Setting Up the Argument

Story is an argument. The theme (or dramatic question) is the thesis statement, and the story is the argument played out. Any argument requires opposing forces. These forces manifest as our antagonists. Antagonists are any characters that stand in the way of our hero getting what he wants. Antagonists are not necessarily villains. In the movie Big, Josh Baskin’s parents inhibit his idea of independence by insisting he take out the garbage. They embarrass him by taking his picture at the fairgrounds when he tries to impress the pretty girl. Josh wishes he were big. That would solve everything . . . or so he thinks.

Big is a story we have seen countless times. It’s a story of wish-fulfillment. “If I were bigger, my life would be perfect.” To explore this argument, we must create a situation for the question to get played out, and we must have antagonists to illustrate the fallacy.

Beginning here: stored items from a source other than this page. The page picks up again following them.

//! Wire protocol for the Sunflower hub.
//!
//! Defines command builders, the device-list response grammar with its
//! firmware-dependent field offsets, push-frame classification, and the
//! transport error taxonomy.
//!
//! All frames are UTF-8 text. Commands are `,`-separated with a trailing
//! comma and terminated `"\r\n"`; the hub's replies share the socket with
//! asynchronous push frames and are only softly delimited by newlines.

use indexmap::IndexMap;
use serde::Serialize;

/// Query-all command; the hub answers with one record per fixture.
pub(crate) const QUERY_LIGHTS_COMMAND: &str = "GLB,,,,0,\r\n";

/// Heartbeat probe.
pub(crate) const HEARTBEAT_COMMAND: &str = "HB\r\n";

/// Token expected somewhere in a heartbeat reply.
pub(crate) const HEARTBEAT_ACK: &str = "HACK";

/// Fixed-length preamble of a device-list reply (`"GLB "`).
const REPLY_PREAMBLE_LEN: usize = 4;

/// Prefix of an asynchronous status push frame.
const PUSH_STATUS_PREFIX: &str = "S";

/// Prefix of an asynchronous new-fixture announcement.
const PUSH_NEW_FIXTURE_PREFIX: &str = "NEW";

/// Positional field offsets within one `,`-separated fixture record.
///
/// The offsets differ slightly between hub firmware revisions, so parse
/// sites take a layout value instead of hard-coding indices. [`CURRENT`] is
/// the assumed-authoritative layout; select [`LEGACY`] through
/// [`HubConfig`](crate::HubConfig) for older firmware.
///
/// [`CURRENT`]: FieldLayout::CURRENT
/// [`LEGACY`]: FieldLayout::LEGACY
#[derive(Clone, Copy, Debug, PartialEq, Eq)]
pub struct FieldLayout {
    /// Offset of the fixture ID.
    pub zid: usize,
    /// Offset of the 0/1 online flag, if this revision reports one.
    pub online: Option<usize>,
    /// Offset of the red channel.
    pub red: usize,
    /// Offset of the green channel.
    pub green: usize,
    /// Offset of the blue channel.
    pub blue: usize,
    /// Offset of the brightness level.
    pub level: usize,
}

impl FieldLayout {
    /// Layout spoken by current hub firmware:
    /// `[zid, ?, online, ?, red, green, blue, level, ?]`.
    pub const CURRENT: FieldLayout = FieldLayout {
        zid: 0,
        online: Some(2),
        red: 4,
        green: 5,
        blue: 6,
        level: 7,
    };

    /// Older firmware revision: same color/level offsets, no online flag.
    /// Fixtures present in a reply are treated as online.
    pub const LEGACY: FieldLayout = FieldLayout {
        online: None,
        ..FieldLayout::CURRENT
    };

    /// Minimum field count a record needs to be decodable.
    fn min_fields(&self) -> usize {
        let mut max = self
            .zid
            .max(self.red)
            .max(self.green)
            .max(self.blue)
            .max(self.level);
        if let Some(online) = self.online {
            max = max.max(online);
        }
        max + 1
    }
}

impl Default for FieldLayout {
    fn default() -> Self {
        FieldLayout::CURRENT
    }
}

/// Decoded fields of one device-list record.
#[derive(Clone, Copy, Debug, PartialEq, Eq, Serialize)]
pub struct LightData {
    /// Whether the hub reported the fixture reachable.
    pub online: bool,
    /// Red channel, 0-255.
    pub red: u8,
    /// Green channel, 0-255.
    pub green: u8,
    /// Blue channel, 0-255.
    pub blue: u8,
    /// Brightness level, 0-100.
    pub level: u8,
}

/// Transport errors for hub communication.
///
/// These never cross the public API: the hub layer absorbs them into empty
/// results and logs the cause.
#[derive(Debug, thiserror::Error)]
pub(crate) enum SessionError {
    /// The initial connect failed; the session stays down for its lifetime.
    #[error("not connected to hub")]
    NotConnected,

    /// The first read after a command produced nothing before the timeout.
    /// The link is treated as dead and the socket is closed.
    #[error("read timed out")]
    Timeout,

    /// Every frame within the discard limit was an asynchronous push.
    #[error("no command reply after discarding {discarded} push frames")]
    NoReply { discarded: usize },

    /// I/O failure during send/receive; the socket is closed.
    #[error("io error: {source}")]
    Io {
        #[from]
        source: std::io::Error,
    },
}

/// True for asynchronous frames the hub emits outside request/response.
pub(crate) fn is_push_frame(frame: &str) -> bool {
    frame.starts_with(PUSH_STATUS_PREFIX) || frame.starts_with(PUSH_NEW_FIXTURE_PREFIX)
}

/// Format a `C` set command for one fixture.
///
/// `None` leaves that channel unchanged (empty field). The trailing comma
/// before the terminator is part of the grammar even when fields are empty.
pub(crate) fn set_command(
    zid: &str,
    red: Option<u8>,
    green: Option<u8>,
    blue: Option<u8>,
    level: Option<u8>,
) -> String {
    format!(
        "C {},{},{},{},{},\r\n",
        zid,
        opt_field(red),
        opt_field(green),
        opt_field(blue),
        opt_field(level),
    )
}

fn opt_field(value: Option<u8>) -> String {
    value.map(|v| v.to_string()).unwrap_or_default()
}

/// Parse a device-list reply into per-fixture data keyed by zid, preserving
/// the hub's record order.
///
/// A record with too few fields or a non-numeric value is logged and
/// skipped; one malformed record never aborts the rest of the reply.
pub(crate) fn parse_light_data(reply: &str, layout: &FieldLayout) -> IndexMap<String, LightData> {
    let mut lights = IndexMap::new();
    if reply.is_empty() {
        return lights;
    }
    let Some(body) = reply.get(REPLY_PREAMBLE_LEN..) else {
        log::warn!("device-list reply shorter than preamble: {reply:?}");
        return lights;
    };
    let body = body.trim_end_matches(['\r', '\n']);
    for record in body.split(';').filter(|r| !r.is_empty()) {
        match parse_record(record, layout) {
            Some((zid, data)) => {
                lights.insert(zid, data);
            }
            None => log::warn!("skipping malformed fixture record: {record:?}"),
        }
    }
    lights
}

fn parse_record(record: &str, layout: &FieldLayout) -> Option<(String, LightData)> {
    let fields: Vec<&str> = record.split(',').collect();
    if fields.len() < layout.min_fields() {
        return None;
    }
    let zid = fields[layout.zid];
    if zid.is_empty() {
        return None;
    }
    let online = match layout.online {
        Some(idx) => fields[idx].parse::<u8>().ok()? == 1,
        None => true,
    };
    let data = LightData {
        online,
        red: fields[layout.red].parse().ok()?,
        green: fields[layout.green].parse().ok()?,
        blue: fields[layout.blue].parse().ok()?,
        level: fields[layout.level].parse().ok()?,
    };
    Some((zid.to_string(), data))
}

Becoming big is a metaphor. We all understand the feeling of being not enough, of wanting to be different in order to feel OK. In Act One, Josh is an average 13-year-old kid. What he struggles with is universal: he wants to be a grown up. On page ten, he gets his wish with a Zoltar machine . . . and he is terrified! His mother doesn’t know who he is – believing he is an intruder, she chases him out of the house with a butcher knife. This is the setup of the argument. Frightened and lonely, Josh goes into the city to find the Zoltar machine so he can return home. Was this wish worth it, he wonders? What has he gotten himself into? Complications ensue. It is going to take four to six weeks for the paperwork to get processed so that the city can tell him where the Zoltar machine is. Now what? He makes a decision to get a job. He is going to stay in the city and adapt to his new situation. End of Act One.

Act One is the setup of the argument leading to the hero’s decision. At the end of Act One, Josh is going to accept his wish and learn how to live in the “big” world.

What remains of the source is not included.